Ela se sentou, os olhos varrendo os lados e os ambientes longínquos, uma saudade antecipada espremendo seu coração. Como se balançasse a cabeça se recusou a se deixar cair naquela tristeza. O tempo exigia um outro tipo de resposta.

> Os dragões – continuou Lázarus vendo que Ariel voltava a prestar atenção nele, - você bem sabe, são os seres mais honrados e nobres que há por aqui, mesmo os mais guerreiros e poderados deles. Nada vai acontecer a eles, nem a qualquer ovo deles – tranquilizou. – Eles estão de partida, Ariel.

Ariel ficou com os olhos parados, a boca entreaberta, os pensamentos estancados de súbito, a mente repetindo a mesma frase, inúmeras vezes: “Eles estão de partida, Ariel”.

Então, subitamente, o mundo se encheu novamente de sons e movimentos, e ela se assustou.

- Como... Como assim? Partida, para onde?

- Você nunca percebeu que, diferentes de nós, eles não estão limitados até a quarta dimensão? – sorriu.

- Ahhhhh... Então... Então eles estão partindo...

- Sim, Ariel. Eles não estarão aqui quando a destruição começar.

- Mas, mas... Eles vão voltar, depois que tudo voltar ao normal? – perguntou, os olhos cheios d’água.

- Meu amor, isso é com eles. O importante é que eles estão fazendo a própria vontade, e não estão sofrendo, nem vão sofrer. Isso não é bom?

Ariel não falou nada, mas apenas voltou os olhos para longe, onde se deixou perder, enquanto se mantinha dentro do abraço de Lázarus.
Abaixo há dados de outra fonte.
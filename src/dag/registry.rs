// src/dag/registry.rs

use std::collections::{HashMap, HashSet};
use std::sync::Arc;
use std::sync::atomic::{AtomicU64, Ordering};

use tokio::sync::oneshot;
use tracing::{debug, info, warn};

use crate::config::model::GraphConfig;
use crate::dag::graph::topological_order;
use crate::dag::task::{EMITTER_NAME, Registration, Task, TaskSpec, Work};
use crate::engine::process::ProcessOptions;
use crate::engine::{EngineOptions, Process, ProcessHandle, RunRequest, TaskName};
use crate::errors::{DagrunError, Result};

/// Work functions bound by task name, used with [`Registry::from_config`].
pub struct WorkTable<T, C = ()> {
    works: HashMap<TaskName, Work<T, C>>,
}

impl<T, C> Default for WorkTable<T, C> {
    fn default() -> Self {
        Self {
            works: HashMap::new(),
        }
    }
}

impl<T, C> WorkTable<T, C> {
    pub fn new() -> Self {
        Self::default()
    }

    pub fn bind(mut self, name: impl Into<TaskName>, work: Work<T, C>) -> Self {
        self.works.insert(name.into(), work);
        self
    }
}

/// The durable collection of uniquely named task templates.
///
/// Templates are never mutated by a run: [`Registry::run`] clones the
/// required subset into a fresh [`Process`], so any number of runs may share
/// one registry.
pub struct Registry<T, C = ()> {
    /// Insertion-ordered templates.
    tasks: Vec<Task<T, C>>,
    index: HashMap<TaskName, usize>,
    engine: EngineOptions,
    run_counter: AtomicU64,
}

impl<T, C> Default for Registry<T, C> {
    fn default() -> Self {
        Self {
            tasks: Vec::new(),
            index: HashMap::new(),
            engine: EngineOptions::default(),
            run_counter: AtomicU64::new(0),
        }
    }
}

impl<T, C> std::fmt::Debug for Registry<T, C> {
    fn fmt(&self, f: &mut std::fmt::Formatter<'_>) -> std::fmt::Result {
        f.debug_struct("Registry")
            .field("tasks", &self.tasks)
            .field("engine", &self.engine)
            .finish_non_exhaustive()
    }
}

impl<T, C> Registry<T, C> {
    pub fn new() -> Self {
        Self::default()
    }

    /// Build a registry from a list of tasks.
    pub fn with_tasks(tasks: impl IntoIterator<Item = Task<T, C>>) -> Result<Self> {
        let mut registry = Self::new();
        for task in tasks {
            registry.add_task(task)?;
        }
        Ok(registry)
    }

    /// Build a registry from a validated graph manifest, taking each task's
    /// work from `works`.
    pub fn from_config(cfg: &GraphConfig, works: WorkTable<T, C>) -> Result<Self> {
        let mut works = works.works;
        let mut registry = Self::new().with_engine_options(cfg.engine.options());

        for (name, tc) in cfg.task.iter() {
            let work = works.remove(name).ok_or_else(|| {
                DagrunError::ValidationError(format!("no work bound for task '{name}'"))
            })?;
            registry.register(
                TaskSpec::new()
                    .named(name.clone())
                    .after(tc.after.iter().cloned())
                    .work(work),
            )?;
        }

        for name in works.keys() {
            warn!(task = %name, "work bound for a task the manifest does not declare; ignoring");
        }

        Ok(registry)
    }

    pub fn with_engine_options(mut self, engine: EngineOptions) -> Self {
        self.engine = engine;
        self
    }

    pub fn engine_options(&self) -> EngineOptions {
        self.engine
    }

    /// Register a task or build one from its option record first.
    pub fn register(&mut self, registration: impl Into<Registration<T, C>>) -> Result<()> {
        let task = match registration.into() {
            Registration::Task(task) => task,
            Registration::Spec(spec) => Self::make_task(spec)?,
        };
        self.add_task(task)
    }

    /// Normalise an option record into a task.
    pub fn make_task(spec: TaskSpec<T, C>) -> Result<Task<T, C>> {
        Task::new(spec)
    }

    pub fn add_task(&mut self, task: Task<T, C>) -> Result<()> {
        let name = task.name();
        if name.is_empty() {
            return Err(DagrunError::ValidationError(
                "cannot register unnamed tasks".to_string(),
            ));
        }
        if name == EMITTER_NAME {
            return Err(DagrunError::ValidationError(format!(
                "task name '{EMITTER_NAME}' is reserved"
            )));
        }
        if self.index.contains_key(name) {
            return Err(DagrunError::ValidationError(format!(
                "task already registered: {name}"
            )));
        }

        debug!(task = %name, deps = ?task.dependencies(), "registered task");
        self.index.insert(name.to_string(), self.tasks.len());
        self.tasks.push(task);
        Ok(())
    }

    pub fn task_by_name(&self, name: &str) -> Option<&Task<T, C>> {
        self.index.get(name).map(|&i| &self.tasks[i])
    }

    /// Registered templates in insertion order.
    pub fn tasks(&self) -> impl Iterator<Item = &Task<T, C>> {
        self.tasks.iter()
    }

    pub fn len(&self) -> usize {
        self.tasks.len()
    }

    pub fn is_empty(&self) -> bool {
        self.tasks.is_empty()
    }

    /// Immediate dependencies of `task`, in declared order. Names that were
    /// never registered yield `None`.
    pub fn dependency_list(&self, task: &Task<T, C>) -> Vec<Option<&Task<T, C>>> {
        task.dependencies()
            .iter()
            .map(|name| self.task_by_name(name))
            .collect()
    }

    /// Transitive dependencies of `task`, each listed once, in no
    /// guaranteed order.
    ///
    /// Fails on the first dependency name that was never registered.
    pub fn dependency_closure(&self, task: &Task<T, C>) -> Result<Vec<&Task<T, C>>> {
        let mut seen: HashSet<&str> = HashSet::new();
        let mut closure = Vec::new();
        let mut stack: Vec<(&str, &str)> = task
            .dependencies()
            .iter()
            .rev()
            .map(|dep| (task.name(), dep.as_str()))
            .collect();

        while let Some((dependent, name)) = stack.pop() {
            if !seen.insert(name) {
                continue;
            }
            let dep = self
                .task_by_name(name)
                .ok_or_else(|| DagrunError::UnknownDependency {
                    task: dependent.to_string(),
                    dependency: name.to_string(),
                })?;

            closure.push(dep);
            stack.extend(
                dep.dependencies()
                    .iter()
                    .rev()
                    .map(|d| (dep.name(), d.as_str())),
            );
        }

        Ok(closure)
    }

    /// Depth-first search for a dependency cycle reachable from `task`.
    ///
    /// Fails with the name of the first task found again on the current
    /// path. Unregistered names end a branch; they are reported when the
    /// closure is computed.
    pub fn detect_cycle(&self, task: &Task<T, C>) -> Result<()> {
        // Current path with the index of the next dependency to visit.
        let mut path: Vec<(&Task<T, C>, usize)> = vec![(task, 0)];
        let mut on_path: HashSet<&str> = HashSet::from([task.name()]);
        let mut cleared: HashSet<&str> = HashSet::new();

        while let Some(&mut (current, ref mut next)) = path.last_mut() {
            let Some(dep_name) = current.dependencies().get(*next) else {
                on_path.remove(current.name());
                cleared.insert(current.name());
                path.pop();
                continue;
            };
            *next += 1;

            let Some(dep) = self.task_by_name(dep_name) else {
                continue;
            };
            if on_path.contains(dep.name()) {
                return Err(DagrunError::CircularDependency(dep.name().to_string()));
            }
            if cleared.contains(dep.name()) {
                continue;
            }

            on_path.insert(dep.name());
            path.push((dep, 0));
        }

        Ok(())
    }

    /// Whole-registry check: every dependency is registered and the graph
    /// is acyclic.
    pub fn validate(&self) -> Result<()> {
        topological_order(self.tasks.iter().map(|t| (t.name(), t.dependencies())))?;
        Ok(())
    }
}

impl<T, C> Registry<T, C>
where
    T: Clone + Send + 'static,
    C: Send + Sync + 'static,
{
    /// Start a run resolving `request.dependencies`.
    ///
    /// `completion` is called exactly once: with the requested results in
    /// requested order, or with the first error. A cycle or an unregistered
    /// dependency is reported synchronously, before anything is dispatched,
    /// and no process is started.
    ///
    /// Must be called from within a Tokio runtime.
    pub fn run<F>(&self, request: RunRequest<T, C>, completion: F) -> Option<ProcessHandle>
    where
        F: FnOnce(&Arc<C>, Result<Vec<T>>) + Send + 'static,
    {
        let (dependencies, context, observers) = request.into_parts();
        let emitter = Task::emitter(dependencies);

        let chain = match self
            .detect_cycle(&emitter)
            .and_then(|()| self.dependency_closure(&emitter))
        {
            Ok(closure) => closure.into_iter().cloned().collect::<Vec<_>>(),
            Err(err) => {
                warn!(requested = ?emitter.dependencies(), error = %err, "run rejected before dispatch");
                completion(&context, Err(err));
                return None;
            }
        };

        let id = self.run_counter.fetch_add(1, Ordering::Relaxed) + 1;
        info!(run_id = id, requested = ?emitter.dependencies(), tasks = chain.len(), "starting run");

        let process = Process::new(ProcessOptions {
            id,
            emitter,
            chain,
            context,
            sink: Box::new(completion),
            observers,
            engine: self.engine,
        });

        Some(process.start())
    }

    /// Run `request` and wait for its results.
    pub async fn resolve(&self, request: RunRequest<T, C>) -> Result<Vec<T>> {
        let (tx, rx) = oneshot::channel();
        let _handle = self.run(request, move |_ctx, outcome| {
            let _ = tx.send(outcome);
        });

        rx.await
            .map_err(|_| DagrunError::Aborted("run dropped without an outcome".to_string()))?
    }
}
Lázarus sentiu a energia amiudada e pensativa de Ariel, e soube o que ia em sua alma. Devagar a puxou mais para si, estendeu as asas e a aconchegou bem apertadinho.

- Saudades... Esse é um tempo de uma saudade atrás de outra – cismou.

II

Os vaticínios eram taxativos, e agora cada vez mais claros e urgentes. Os que estavam fadados a não sobreviverem, mesmo que pudessem voar, não voariam; os que podiam viver nos mares, nos novos e aumentados mares não viveriam; os que podiam viver nas profundezas da terra lá não encontrariam abrigo. E nada poderia ser feito contra isso.

Emanoel, Ariel, Lázarus e muitos outros planejaram apressadamente o modo correto de proteger os que se mostravam prontos para essa proteção mais especial e pontual, e por isso se apressaram.

As tarefas foram corridas e intensas. Milhares de corpos precisaram ser envolvidos em capa de energia e ocultados em nichos preparados nas entranhas da terra e em grandes salões nas montanhas de pedra, para que resistissem ao tal evento, e muitos tiveram que ser “separados” e levados para a quarta, onde foram postos adormecidos.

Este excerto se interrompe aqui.